[Saved data entries]
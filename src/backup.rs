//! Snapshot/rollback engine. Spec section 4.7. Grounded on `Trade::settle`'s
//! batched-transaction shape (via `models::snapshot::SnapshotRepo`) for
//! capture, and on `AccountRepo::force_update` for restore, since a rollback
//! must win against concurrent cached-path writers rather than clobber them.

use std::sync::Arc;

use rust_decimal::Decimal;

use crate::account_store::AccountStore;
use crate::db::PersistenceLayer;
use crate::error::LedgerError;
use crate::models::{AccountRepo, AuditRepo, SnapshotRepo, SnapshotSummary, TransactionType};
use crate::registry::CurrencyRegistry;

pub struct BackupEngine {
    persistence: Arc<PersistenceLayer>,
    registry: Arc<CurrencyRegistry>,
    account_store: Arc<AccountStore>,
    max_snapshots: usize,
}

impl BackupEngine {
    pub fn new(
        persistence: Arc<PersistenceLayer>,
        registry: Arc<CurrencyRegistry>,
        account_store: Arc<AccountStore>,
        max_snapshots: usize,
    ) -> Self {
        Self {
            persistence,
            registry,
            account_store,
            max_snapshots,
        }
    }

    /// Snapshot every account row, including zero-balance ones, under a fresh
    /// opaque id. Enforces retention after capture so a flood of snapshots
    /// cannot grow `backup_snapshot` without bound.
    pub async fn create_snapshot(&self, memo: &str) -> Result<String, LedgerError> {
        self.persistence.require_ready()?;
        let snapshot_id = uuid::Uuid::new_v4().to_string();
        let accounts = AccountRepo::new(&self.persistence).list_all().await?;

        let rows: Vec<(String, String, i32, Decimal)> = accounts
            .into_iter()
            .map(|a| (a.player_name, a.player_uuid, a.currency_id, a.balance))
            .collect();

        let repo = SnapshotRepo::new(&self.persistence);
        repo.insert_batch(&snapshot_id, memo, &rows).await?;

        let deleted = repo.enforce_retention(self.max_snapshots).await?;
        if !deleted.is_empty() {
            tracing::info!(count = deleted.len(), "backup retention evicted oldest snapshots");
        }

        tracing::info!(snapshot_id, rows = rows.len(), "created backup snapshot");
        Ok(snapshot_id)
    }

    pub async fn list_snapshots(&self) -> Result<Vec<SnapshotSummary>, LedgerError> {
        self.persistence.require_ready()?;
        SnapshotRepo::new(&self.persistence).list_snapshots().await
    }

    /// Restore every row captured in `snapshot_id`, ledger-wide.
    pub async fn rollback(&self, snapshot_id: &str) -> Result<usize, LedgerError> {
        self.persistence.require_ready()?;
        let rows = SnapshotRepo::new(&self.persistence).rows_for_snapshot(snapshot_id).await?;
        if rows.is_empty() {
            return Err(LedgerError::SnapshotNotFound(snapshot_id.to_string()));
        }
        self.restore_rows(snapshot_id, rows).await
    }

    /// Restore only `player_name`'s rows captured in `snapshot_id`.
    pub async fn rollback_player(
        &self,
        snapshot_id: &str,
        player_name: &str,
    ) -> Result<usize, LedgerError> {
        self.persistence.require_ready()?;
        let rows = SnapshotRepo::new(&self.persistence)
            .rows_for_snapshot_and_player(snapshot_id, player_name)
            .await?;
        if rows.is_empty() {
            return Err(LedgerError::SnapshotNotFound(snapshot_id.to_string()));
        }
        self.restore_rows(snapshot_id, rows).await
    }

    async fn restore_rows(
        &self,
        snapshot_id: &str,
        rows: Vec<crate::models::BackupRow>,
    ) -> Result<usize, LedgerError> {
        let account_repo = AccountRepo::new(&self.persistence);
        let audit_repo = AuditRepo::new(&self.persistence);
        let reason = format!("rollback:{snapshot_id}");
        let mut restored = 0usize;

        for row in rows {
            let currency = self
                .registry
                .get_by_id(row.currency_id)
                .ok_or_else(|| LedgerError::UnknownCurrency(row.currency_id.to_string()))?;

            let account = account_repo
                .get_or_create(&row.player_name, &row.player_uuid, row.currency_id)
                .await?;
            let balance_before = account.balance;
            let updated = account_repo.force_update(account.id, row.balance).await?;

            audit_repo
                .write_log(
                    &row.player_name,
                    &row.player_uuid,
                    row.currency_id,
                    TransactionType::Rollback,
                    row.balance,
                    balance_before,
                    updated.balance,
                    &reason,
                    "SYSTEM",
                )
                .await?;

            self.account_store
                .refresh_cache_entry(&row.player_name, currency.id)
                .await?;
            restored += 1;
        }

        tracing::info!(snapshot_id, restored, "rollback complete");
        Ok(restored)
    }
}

---

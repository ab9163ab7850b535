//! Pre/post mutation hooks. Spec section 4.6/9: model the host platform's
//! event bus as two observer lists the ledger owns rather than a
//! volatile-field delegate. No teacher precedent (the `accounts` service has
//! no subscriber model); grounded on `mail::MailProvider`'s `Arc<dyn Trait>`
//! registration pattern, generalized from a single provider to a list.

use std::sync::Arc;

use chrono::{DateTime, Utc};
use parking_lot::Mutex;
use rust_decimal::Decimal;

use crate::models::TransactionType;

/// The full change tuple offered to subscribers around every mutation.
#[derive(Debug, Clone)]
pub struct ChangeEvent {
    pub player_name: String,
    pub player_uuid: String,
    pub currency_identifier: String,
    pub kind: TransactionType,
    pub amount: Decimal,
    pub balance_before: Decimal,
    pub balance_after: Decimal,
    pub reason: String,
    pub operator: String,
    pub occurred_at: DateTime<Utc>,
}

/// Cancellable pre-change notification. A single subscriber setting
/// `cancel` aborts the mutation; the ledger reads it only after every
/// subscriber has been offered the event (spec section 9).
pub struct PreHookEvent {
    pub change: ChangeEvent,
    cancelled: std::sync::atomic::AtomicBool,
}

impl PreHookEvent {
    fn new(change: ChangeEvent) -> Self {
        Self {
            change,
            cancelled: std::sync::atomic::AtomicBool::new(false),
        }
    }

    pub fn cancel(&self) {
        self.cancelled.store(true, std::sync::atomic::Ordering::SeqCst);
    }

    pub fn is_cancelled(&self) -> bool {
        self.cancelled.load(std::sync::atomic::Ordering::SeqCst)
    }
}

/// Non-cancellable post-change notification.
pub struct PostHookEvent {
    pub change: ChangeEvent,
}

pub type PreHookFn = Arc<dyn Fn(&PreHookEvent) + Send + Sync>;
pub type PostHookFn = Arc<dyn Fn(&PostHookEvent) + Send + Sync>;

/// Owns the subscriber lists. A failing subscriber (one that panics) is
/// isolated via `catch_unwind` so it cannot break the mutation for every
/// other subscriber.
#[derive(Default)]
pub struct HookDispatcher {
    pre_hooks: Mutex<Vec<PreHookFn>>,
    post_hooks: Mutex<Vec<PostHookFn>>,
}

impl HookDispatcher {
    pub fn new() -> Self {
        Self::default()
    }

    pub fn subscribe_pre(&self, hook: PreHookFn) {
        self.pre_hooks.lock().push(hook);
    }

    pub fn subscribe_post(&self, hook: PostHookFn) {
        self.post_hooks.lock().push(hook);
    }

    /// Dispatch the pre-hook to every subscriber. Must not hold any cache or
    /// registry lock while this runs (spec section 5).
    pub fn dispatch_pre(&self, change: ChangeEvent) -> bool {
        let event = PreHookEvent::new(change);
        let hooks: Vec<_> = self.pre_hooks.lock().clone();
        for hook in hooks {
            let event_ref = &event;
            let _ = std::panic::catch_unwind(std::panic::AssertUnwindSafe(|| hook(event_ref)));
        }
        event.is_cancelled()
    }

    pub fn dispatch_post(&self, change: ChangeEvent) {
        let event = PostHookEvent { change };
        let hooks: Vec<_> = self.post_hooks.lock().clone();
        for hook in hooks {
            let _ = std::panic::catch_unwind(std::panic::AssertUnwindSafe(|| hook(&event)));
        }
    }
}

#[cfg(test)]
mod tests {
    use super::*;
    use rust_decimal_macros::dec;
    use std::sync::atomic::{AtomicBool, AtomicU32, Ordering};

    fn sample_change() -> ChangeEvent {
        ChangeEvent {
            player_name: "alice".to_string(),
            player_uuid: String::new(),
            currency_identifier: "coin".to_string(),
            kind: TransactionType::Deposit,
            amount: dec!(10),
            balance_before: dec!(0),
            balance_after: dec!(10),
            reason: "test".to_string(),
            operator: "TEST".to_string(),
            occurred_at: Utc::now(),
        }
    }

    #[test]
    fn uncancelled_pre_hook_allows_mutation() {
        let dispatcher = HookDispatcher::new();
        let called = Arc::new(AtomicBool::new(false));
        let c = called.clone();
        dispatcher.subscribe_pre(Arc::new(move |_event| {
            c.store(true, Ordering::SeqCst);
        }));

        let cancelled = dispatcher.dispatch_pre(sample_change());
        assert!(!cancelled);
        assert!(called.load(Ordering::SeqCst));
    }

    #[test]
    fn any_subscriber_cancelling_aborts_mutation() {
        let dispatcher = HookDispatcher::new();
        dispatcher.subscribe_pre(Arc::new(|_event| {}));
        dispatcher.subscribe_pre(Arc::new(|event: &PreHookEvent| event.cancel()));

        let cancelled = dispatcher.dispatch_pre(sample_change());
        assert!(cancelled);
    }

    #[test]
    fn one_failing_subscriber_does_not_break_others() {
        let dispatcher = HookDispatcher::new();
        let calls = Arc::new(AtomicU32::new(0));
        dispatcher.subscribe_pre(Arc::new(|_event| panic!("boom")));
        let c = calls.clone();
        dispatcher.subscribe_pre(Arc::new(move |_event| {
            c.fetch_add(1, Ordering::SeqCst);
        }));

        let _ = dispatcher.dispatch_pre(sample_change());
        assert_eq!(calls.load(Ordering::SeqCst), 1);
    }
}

#### Task to carry out:
In the entries above, find each line containing the string "registry" and copy it.

#### Result:
use crate::registry::CurrencyRegistry;
    registry: Arc<CurrencyRegistry>,
        registry: Arc<CurrencyRegistry>,
            registry,
                .registry
    /// registry lock while this runs (spec section 5).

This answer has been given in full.